Ambivalent behavior and redirected behavior are appropriate responses to causal factors that are obviously present in the situation in which the animal finds itself. Sometimes, however, an animal shows behavior that is not expected, in that appropriate causal factors are not apparent. A male stickleback meets its neighbor at the territory boundary and shows intention movements of attack and escape; then it suddenly swims to the bottom and takes a mouthful of sand (which is a component of nest-building behavior). A young chick encounters a wriggling mealworm and shows intention movements of approach to peck and eat the mealworm and of retreating from the novel object; then, while watching the mealworm the chick falls asleep. A pigeon, actively engaged in courtship, suddenly stops and preens itself. A student studying hard for an exam, puts down her book, walks to the kitchen, and makes herself a sandwich. These behaviors are all examples of displacement activities that are controlled by a behavior system different from the behavior systems one might expect to be activated in a particular situation.
In the case of the stickleback, it is reasonable to show components of attack and escape behavior at the boundary of its territory because the neighboring fish is an intruder when it crosses into our subject’s territory, and our subject loses the security of home when it ventures into its neighbor’s territory. But why should it engage in nest-building behavior? The stickleback has probably already built its nest elsewhere and, in any case, would not normally build it at the edge of its territory. What are the causal factors for nest building in this situation? Similar considerations apply to the other examples as well. In all cases, causal factors for the displacement activity appear to be missing. It is this apparent inexplicableness of displacement activities that has caused so much attention to be focused on them. Why does this unexpected behavior occur?
There have been two main theories put forward to account for displacement activities: the overflow theory and the disinhibition theory. The original theory was proposed independently by Kortlandt (1940) and by Tinbergen (1940) and is usually called the overflow theory. They proposed that when causal factors for a particular behavior system (e.g., aggression) were strong, but appropriate behavior was prevented from occurring, the energy from the activated system would “spark” or flow over to a behavior system that was not blocked (e.g., nest building) and a displacement activity would be seen.
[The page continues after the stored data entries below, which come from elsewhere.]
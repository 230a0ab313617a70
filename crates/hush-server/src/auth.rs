use axum::{
    extract::FromRequestParts,
    http::{header, request::Parts},
};
use tracing::debug;

use crate::{response::ApiError, token::Claims, AppState};

/// A validated `Authorization: Bearer <capability token>`.
#[derive(Debug, Clone)]
pub struct Capability(pub Claims);

impl FromRequestParts<AppState> for Capability {
    type Rejection = ApiError;

    async fn from_request_parts(parts: &mut Parts, state: &AppState) -> Result<Self, Self::Rejection> {
        let token = parts
            .headers
            .get(header::AUTHORIZATION)
            .and_then(|v| v.to_str().ok())
            .and_then(|v| v.strip_prefix("Bearer "))
            .ok_or(ApiError::InvalidToken)?;

        match state.issuer.validate(token) {
            Ok(claims) => Ok(Capability(claims)),
            Err(e) => {
                debug!(reason = %e, "rejected capability token");
                Err(ApiError::InvalidToken)
            }
        }
    }
}
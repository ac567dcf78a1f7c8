use serde::{Deserialize, Serialize};

use larder_core::{Aggregate, AggregateRoot, DomainError, ProductId, ShopId};
use larder_events::Event;

/// Aggregate root: Basket.
#[derive(Debug, Clone, PartialEq, Eq)]
pub struct Basket {
    shop_id: ShopId,
    items: Vec<ProductId>,
    version: u64,
    created: bool,
}

impl Basket {
    /// Products picked up so far, in pick-up order.
    pub fn items(&self) -> &[ProductId] {
        &self.items
    }

    pub fn contains(&self, product_id: ProductId) -> bool {
        self.items.contains(&product_id)
    }
}

/// Command: CreateBasket.
#[derive(Debug, Clone, PartialEq, Eq, Serialize, Deserialize)]
pub struct CreateBasket {
    pub shop_id: ShopId,
}

/// Command: AddBasketItem.
#[derive(Debug, Clone, PartialEq, Eq, Serialize, Deserialize)]
pub struct AddBasketItem {
    pub product_id: ProductId,
}

/// Command: RemoveBasketItem.
#[derive(Debug, Clone, PartialEq, Eq, Serialize, Deserialize)]
pub struct RemoveBasketItem {
    pub product_id: ProductId,
}

#[derive(Debug, Clone, PartialEq, Eq, Serialize, Deserialize)]
pub enum BasketCommand {
    Create(CreateBasket),
    AddItem(AddBasketItem),
    RemoveItem(RemoveBasketItem),
}

/// Event: BasketCreated.
#[derive(Debug, Clone, PartialEq, Eq, Serialize, Deserialize)]
pub struct BasketCreated {
    pub shop_id: ShopId,
}

/// Event: BasketItemAdded.
#[derive(Debug, Clone, PartialEq, Eq, Serialize, Deserialize)]
pub struct BasketItemAdded {
    pub product_id: ProductId,
}

/// Event: BasketItemRemoved.
#[derive(Debug, Clone, PartialEq, Eq, Serialize, Deserialize)]
pub struct BasketItemRemoved {
    pub product_id: ProductId,
}

#[derive(Debug, Clone, PartialEq, Eq, Serialize, Deserialize)]
pub enum BasketEvent {
    Created(BasketCreated),
    ItemAdded(BasketItemAdded),
    ItemRemoved(BasketItemRemoved),
}

impl Event for BasketEvent {
    fn event_type(&self) -> &'static str {
        match self {
            BasketEvent::Created(_) => "basket.created",
            BasketEvent::ItemAdded(_) => "basket.item-added",
            BasketEvent::ItemRemoved(_) => "basket.item-removed",
        }
    }
}

impl AggregateRoot for Basket {
    type Id = ShopId;

    fn id(&self) -> &Self::Id {
        &self.shop_id
    }

    fn version(&self) -> u64 {
        self.version
    }
}

impl Aggregate for Basket {
    type Command = BasketCommand;
    type Event = BasketEvent;
    type Error = DomainError;

    const AGGREGATE_TYPE: &'static str = "basket";

    fn empty(id: Self::Id) -> Self {
        Self {
            shop_id: id,
            items: Vec::new(),
            version: 0,
            created: false,
        }
    }

    fn apply(&mut self, event: &Self::Event) {
        match event {
            BasketEvent::Created(e) => {
                self.shop_id = e.shop_id;
                self.items = Vec::new();
                self.created = true;
            }
            BasketEvent::ItemAdded(e) => {
                self.items.push(e.product_id);
            }
            BasketEvent::ItemRemoved(e) => {
                self.items.retain(|id| *id != e.product_id);
            }
        }
        self.version += 1;
    }

    fn handle(&self, command: &Self::Command) -> Result<Vec<Self::Event>, Self::Error> {
        match command {
            BasketCommand::Create(cmd) => {
                if self.created {
                    return Err(DomainError::conflict("basket already exists"));
                }
                Ok(vec![BasketEvent::Created(BasketCreated {
                    shop_id: cmd.shop_id,
                })])
            }
            BasketCommand::AddItem(cmd) => {
                if !self.created {
                    return Err(DomainError::not_found());
                }
                if self.contains(cmd.product_id) {
                    return Err(DomainError::conflict(format!(
                        "product {} is already in the basket",
                        cmd.product_id
                    )));
                }
                Ok(vec![BasketEvent::ItemAdded(BasketItemAdded {
                    product_id: cmd.product_id,
                })])
            }
            BasketCommand::RemoveItem(cmd) => {
                if !self.created {
                    return Err(DomainError::not_found());
                }
                if !self.contains(cmd.product_id) {
                    return Err(DomainError::validation(format!(
                        "product {} is not in the basket",
                        cmd.product_id
                    )));
                }
                Ok(vec![BasketEvent::ItemRemoved(BasketItemRemoved {
                    product_id: cmd.product_id,
                })])
            }
        }
    }
}
//! In-memory event log.

use std::collections::HashMap;
use std::sync::RwLock;

use chrono::Utc;
use larder_core::ExpectedVersion;

use crate::event::Event;
use crate::log::{EventLog, EventLogError};
use crate::stored::StoredEvent;

#[derive(Debug, Clone, PartialEq, Eq, Hash)]
struct StreamKey {
    aggregate_type: String,
    aggregate_id: String,
}

#[derive(Debug)]
struct Inner<P> {
    /// Every committed event, in global order (`global_version` == index + 1).
    all: Vec<StoredEvent<P>>,
    /// Current version per stream.
    versions: HashMap<StreamKey, u64>,
}

/// In-memory append-only event log.
///
/// Intended for tests and development. Not optimized for large logs: stream
/// reads scan the full history.
#[derive(Debug)]
pub struct InMemoryEventLog<P> {
    inner: RwLock<Inner<P>>,
}

impl<P> InMemoryEventLog<P> {
    pub fn new() -> Self {
        Self {
            inner: RwLock::new(Inner {
                all: Vec::new(),
                versions: HashMap::new(),
            }),
        }
    }
}

impl<P> Default for InMemoryEventLog<P> {
    fn default() -> Self {
        Self::new()
    }
}

impl<P: Event> EventLog for InMemoryEventLog<P> {
    type Payload = P;

    fn append(
        &self,
        aggregate_type: &str,
        aggregate_id: &str,
        expected_version: ExpectedVersion,
        events: Vec<P>,
    ) -> Result<Vec<StoredEvent<P>>, EventLogError> {
        if events.is_empty() {
            return Ok(vec![]);
        }

        let key = StreamKey {
            aggregate_type: aggregate_type.to_string(),
            aggregate_id: aggregate_id.to_string(),
        };

        let mut inner = self
            .inner
            .write()
            .map_err(|_| EventLogError::Storage("lock poisoned".to_string()))?;

        let current = inner.versions.get(&key).copied().unwrap_or(0);
        if !expected_version.matches(current) {
            return Err(EventLogError::Concurrency {
                aggregate_type: key.aggregate_type,
                aggregate_id: key.aggregate_id,
                expected: expected_version,
                actual: current,
            });
        }

        let recorded_at = Utc::now();
        let mut sequence = current;
        let mut committed = Vec::with_capacity(events.len());
        for payload in events {
            sequence += 1;
            let global_version = inner.all.len() as u64 + 1;
            let stored = StoredEvent::new(
                aggregate_type,
                aggregate_id,
                sequence,
                global_version,
                recorded_at,
                payload,
            );
            inner.all.push(stored.clone());
            committed.push(stored);
        }
        inner.versions.insert(key, sequence);

        Ok(committed)
    }

    fn read_stream(
        &self,
        aggregate_type: &str,
        aggregate_id: &str,
    ) -> Result<Vec<StoredEvent<P>>, EventLogError> {
        let inner = self
            .inner
            .read()
            .map_err(|_| EventLogError::Storage("lock poisoned".to_string()))?;

        Ok(inner
            .all
            .iter()
            .filter(|e| e.aggregate_type() == aggregate_type && e.aggregate_id() == aggregate_id)
            .cloned()
            .collect())
    }

    fn read_all(&self, from_global: u64, limit: usize) -> Result<Vec<StoredEvent<P>>, EventLogError> {
        let inner = self
            .inner
            .read()
            .map_err(|_| EventLogError::Storage("lock poisoned".to_string()))?;

        let start = from_global.max(1) as usize - 1;
        if start >= inner.all.len() {
            return Ok(vec![]);
        }
        let end = inner.all.len().min(start.saturating_add(limit));
        Ok(inner.all[start..end].to_vec())
    }
}

#[cfg(test)]
mod tests {
    use super::*;
    use crate::test_support::TallyEvent;

    fn log() -> InMemoryEventLog<TallyEvent> {
        InMemoryEventLog::new()
    }

    #[test]
    fn append_assigns_contiguous_sequences_and_globals() {
        let log = log();

        let first = log
            .append("tally", "a", ExpectedVersion::Exact(0), vec![
                TallyEvent::Started,
                TallyEvent::Bumped { delta: 2 },
            ])
            .unwrap();
        let second = log
            .append("tally", "b", ExpectedVersion::Exact(0), vec![TallyEvent::Started])
            .unwrap();

        assert_eq!(first[0].sequence(), 1);
        assert_eq!(first[1].sequence(), 2);
        assert_eq!(second[0].sequence(), 1);
        assert_eq!(first[1].global_version(), 2);
        assert_eq!(second[0].global_version(), 3);
    }

    #[test]
    fn stale_expected_version_is_rejected() {
        let log = log();
        log.append("tally", "a", ExpectedVersion::Exact(0), vec![TallyEvent::Started])
            .unwrap();

        let err = log
            .append("tally", "a", ExpectedVersion::Exact(0), vec![TallyEvent::Bumped {
                delta: 1,
            }])
            .unwrap_err();
        assert!(matches!(err, EventLogError::Concurrency { actual: 1, .. }));

        // ExpectedVersion::Any always passes.
        log.append("tally", "a", ExpectedVersion::Any, vec![TallyEvent::Bumped { delta: 1 }])
            .unwrap();
    }

    #[test]
    fn streams_with_the_same_id_but_different_types_are_distinct() {
        let log = log();
        log.append("tally", "1", ExpectedVersion::Exact(0), vec![TallyEvent::Started])
            .unwrap();
        log.append("counter", "1", ExpectedVersion::Exact(0), vec![TallyEvent::Started])
            .unwrap();

        assert_eq!(log.read_stream("tally", "1").unwrap().len(), 1);
        assert_eq!(log.read_stream("counter", "1").unwrap().len(), 1);
    }

    #[test]
    fn read_all_pages_through_the_log() {
        let log = log();
        log.append("tally", "a", ExpectedVersion::Exact(0), vec![
            TallyEvent::Started,
            TallyEvent::Bumped { delta: 1 },
            TallyEvent::Bumped { delta: 2 },
        ])
        .unwrap();

        let page = log.read_all(0, 2).unwrap();
        assert_eq!(page.len(), 2);
        assert_eq!(page[1].global_version(), 2);

        let rest = log.read_all(3, 2).unwrap();
        assert_eq!(rest.len(), 1);
        assert_eq!(rest[0].global_version(), 3);

        assert!(log.read_all(4, 2).unwrap().is_empty());
    }
}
The appropriate behavior might be prevented from occurring because of interference from an antagonistic behavior system (e.g., fear or escape) or the absence of a suitable object or thwarting of any sort.
This theory was formulated in the framework of Lorenz’s model of motivation, which accounts for the graphic metaphor of energy sparking over or overflowing. In more prosaic terms, this is actually a theory in which causal factors have general as well as specific effects. Many examples of displacement activities are described as being incomplete or hurried—the stickleback does not calmly proceed to build a nest during a boundary conflict—and such observations give support to a theory that posits general effects of causal factors. It can be noted that Freud’s (1940/1949) theory of displacement and sublimation of sexual energy (libido) is basically the same as the overflow theory: sexual energy is expressed in nonsexual activities such as creating works of art.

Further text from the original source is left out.